3. Survival: The representations warranties and agreements made by the parties
hereto will survive the execution of this agreement and to the extent
applicable its terms.
4. Arbitration: Any claim or controversy arising out of or relating to this
Agreement or a breach hereof shall, upon the request of any party involved,
be submitted to and settled by arbitration in accordance with the rules
then obtaining of the American Arbitration Association. The decision made
pursuant to such arbitration shall be binding and conclusive on all parties
involved and judgement upon such decision may be entered in the highest
court of Prince Xxxxxx's County, Maryland.

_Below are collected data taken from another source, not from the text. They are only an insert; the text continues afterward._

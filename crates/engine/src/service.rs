// SPDX-License-Identifier: BUSL-1.1
// Copyright (c) 2026 Alfred Jean LLC

//! The `VideoAnalysisService` facade: the one entry point a transport layer
//! (the daemon's listener, a test harness) talks to. Wires admission
//! control, the job store, and the orchestrator together and owns the
//! spawned per-job task lifecycle.

use crate::admission::AdmissionScheduler;
use crate::orchestrator::PipelineOrchestrator;
use crate::store::JobStore;
use parking_lot::Mutex;
use std::collections::HashMap;
use std::path::PathBuf;
use std::sync::Arc;
use std::time::Duration;
use tokio_util::sync::CancellationToken;
use vscan_core::{
    AnalysisResult, AnomalyEvent, Clock, EngineConfig, IdGen, JobId, JobPhase, JobRecord, JobStatus, RejectedReason,
    RequestError,
};

const SUPPORTED_EXTENSIONS: &[&str] = &["mp4", "mov", "webm", "avi"];

/// Lightweight point-in-time view returned by `statusOf`.
#[derive(Debug, Clone)]
pub struct JobStatusView {
    pub status: JobStatus,
    pub phase: JobPhase,
    pub progress: f64,
    pub created_at_ms: u64,
    pub started_at_ms: Option<u64>,
    pub completed_at_ms: Option<u64>,
    pub error_kind: Option<vscan_core::ErrorKind>,
}

/// Read-only point-in-time metrics snapshot, additive to `statusOf`. Never
/// changes the documented `statusOf` fields above.
#[derive(Debug, Clone)]
pub struct JobMetricsSnapshot {
    pub elapsed_ms: u64,
    pub inspectors_finished: usize,
    pub inspectors_total: usize,
}

pub struct VideoAnalysisService {
    config: EngineConfig,
    store: Arc<JobStore>,
    admission: AdmissionScheduler,
    orchestrator: Arc<PipelineOrchestrator>,
    clock: Arc<dyn Clock>,
    id_gen: Box<dyn Fn() -> String + Send + Sync>,
    cancellations: Arc<Mutex<HashMap<JobId, CancellationToken>>>,
}

impl VideoAnalysisService {
    /// `IdGen` is `Clone`, hence not object-safe — it's captured in a
    /// boxed closure rather than stored as `Arc<dyn IdGen>`.
    pub fn new(
        config: EngineConfig,
        store: Arc<JobStore>,
        admission: AdmissionScheduler,
        orchestrator: Arc<PipelineOrchestrator>,
        clock: Arc<dyn Clock>,
        id_gen: impl IdGen + 'static,
    ) -> Self {
        Self {
            config,
            store,
            admission,
            orchestrator,
            clock,
            id_gen: Box::new(move || id_gen.next()),
            cancellations: Arc::new(Mutex::new(HashMap::new())),
        }
    }

    /// Validates and admits a submission, then spawns the orchestrator run
    /// in the background. Returns as soon as the job is accepted — the
    /// caller polls `statusOf`/`resultOf` afterwards.
    pub async fn submit(
        &self,
        input_path: PathBuf,
        filename: &str,
        size_bytes: u64,
    ) -> Result<JobId, RequestError> {
        if size_bytes > self.config.max_upload_bytes {
            return Err(RejectedReason::TooLarge {
                actual: size_bytes,
                limit: self.config.max_upload_bytes,
            }
            .into());
        }
        if !has_supported_extension(filename) {
            return Err(RejectedReason::UnsupportedMimeType(filename.to_string()).into());
        }
        let ticket = self.admission.reserve()?;

        let job_id = JobId::new((self.id_gen)());
        let record = JobRecord::new(job_id.clone(), self.clock.epoch_ms());
        if let Err(err) = self.store.insert(record) {
            tracing::error!(job = %job_id, error = %err, "job id collision on submit");
        }

        let token = CancellationToken::new();
        self.cancellations.lock().insert(job_id.clone(), token.clone());

        let orchestrator = self.orchestrator.clone();
        let admission = self.admission.clone();
        let cancellations = self.cancellations.clone();
        let spawned_id = job_id.clone();
        tokio::spawn(async move {
            let _ticket = ticket;
            let _run_slot = admission.run_slot().await;
            orchestrator.run(spawned_id.clone(), input_path, token).await;
            cancellations.lock().remove(&spawned_id);
        });

        Ok(job_id)
    }

    pub fn status_of(&self, job_id: &JobId) -> Result<JobStatusView, RequestError> {
        let record = self
            .store
            .read(job_id)
            .ok_or_else(|| RequestError::NotFound(job_id.to_string()))?;
        Ok(JobStatusView {
            status: record.status,
            phase: record.phase,
            progress: record.progress,
            created_at_ms: record.created_at_ms,
            started_at_ms: record.started_at_ms,
            completed_at_ms: record.completed_at_ms,
            error_kind: record.error_kind,
        })
    }

    pub fn result_of(&self, job_id: &JobId) -> Result<Arc<AnalysisResult>, RequestError> {
        let record = self
            .store
            .read(job_id)
            .ok_or_else(|| RequestError::NotFound(job_id.to_string()))?;
        match record.status {
            JobStatus::Completed => self
                .store
                .read_result(job_id)
                .ok_or_else(|| RequestError::NotFound(job_id.to_string())),
            JobStatus::Failed => Err(RequestError::Failed {
                kind: record.error_kind.unwrap_or(vscan_core::ErrorKind::Cancelled),
                detail: record.error_detail.unwrap_or_default(),
            }),
            other => Err(RequestError::NotReady(other)),
        }
    }

    pub fn events_of(&self, job_id: &JobId) -> Result<Vec<AnomalyEvent>, RequestError> {
        self.result_of(job_id).map(|result| result.events.clone())
    }

    pub fn metrics_of(&self, job_id: &JobId) -> Result<JobMetricsSnapshot, RequestError> {
        let record = self
            .store
            .read(job_id)
            .ok_or_else(|| RequestError::NotFound(job_id.to_string()))?;
        let elapsed_ms = match (record.started_at_ms, record.completed_at_ms) {
            (Some(started), Some(completed)) => completed.saturating_sub(started),
            (Some(started), None) => self.clock.epoch_ms().saturating_sub(started),
            (None, _) => 0,
        };
        Ok(JobMetricsSnapshot {
            elapsed_ms,
            inspectors_finished: record.inspectors_finished,
            inspectors_total: record.inspectors_total,
        })
    }

    /// Cancels an in-flight job cooperatively. A no-op (returns `false`) if
    /// the job is already terminal or unknown.
    pub fn cancel(&self, job_id: &JobId) -> bool {
        match self.cancellations.lock().get(job_id) {
            Some(token) => {
                token.cancel();
                true
            }
            None => false,
        }
    }

    /// Waits until every admitted job has drained, up to `timeout` — used by
    /// the daemon during graceful shutdown.
    pub async fn drain(&self, timeout: Duration) {
        let deadline = tokio::time::Instant::now() + timeout;
        while self.admission.pending_count() > 0 && tokio::time::Instant::now() < deadline {
            tokio::time::sleep(Duration::from_millis(50)).await;
        }
    }
}

fn has_supported_extension(filename: &str) -> bool {
    filename
        .rsplit('.')
        .next()
        .map(|ext| SUPPORTED_EXTENSIONS.contains(&ext.to_ascii_lowercase().as_str()))
        .unwrap_or(false)
}

#[cfg(test)]
#[path = "service_tests.rs"]
mod tests;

Notwithstanding the above,
either party shall have the right to seek and obtain from any court of
competent jurisdiction any equitable or provisional relief or remedy
enforcing any right or interest it may have in connection with this
Agreement, including without limitation a temporary restraining order,
preliminary injunction, writ of attachment, order compelling an audit, or
enforcement of any liens or security interest held by either party in the
property of the other. No such judicial actions permitted by this
subparagraph shall waive or limit the claiming party's rights to adjudicate
the final merits of the dispute by arbitration. In the event any party to
this Agreement breaches any provision herein which results in arbitration
or any legal action including the enforcement of any arbitration award,
then and in such event, any party not in breach of said Agreement shall be
entitled to reasonable attorney's fee, deposition and transcription costs,
court costs and any other costs reasonably incurred in the enforcement of
this Agreement from the party in breach.
5. Governing Law: The laws of Maryland shall govern the construction,
interpretation and performance of this Agreement, and all transaction under
it. Both parties hereby consent to personal jurisdiction and venue in the
courts of the State of Maryland if any suit (i.e. to enforce the award of
arbitration above) is brought under the terms of and relating to this
agreement.
6. Entire Agreement: This Agreement includes our entire agreement and
supersedes all oral discussions, which we may have had. The Company and the
Consultant may amend this Agreement at any time only by an instrument in
writing signed by both parties.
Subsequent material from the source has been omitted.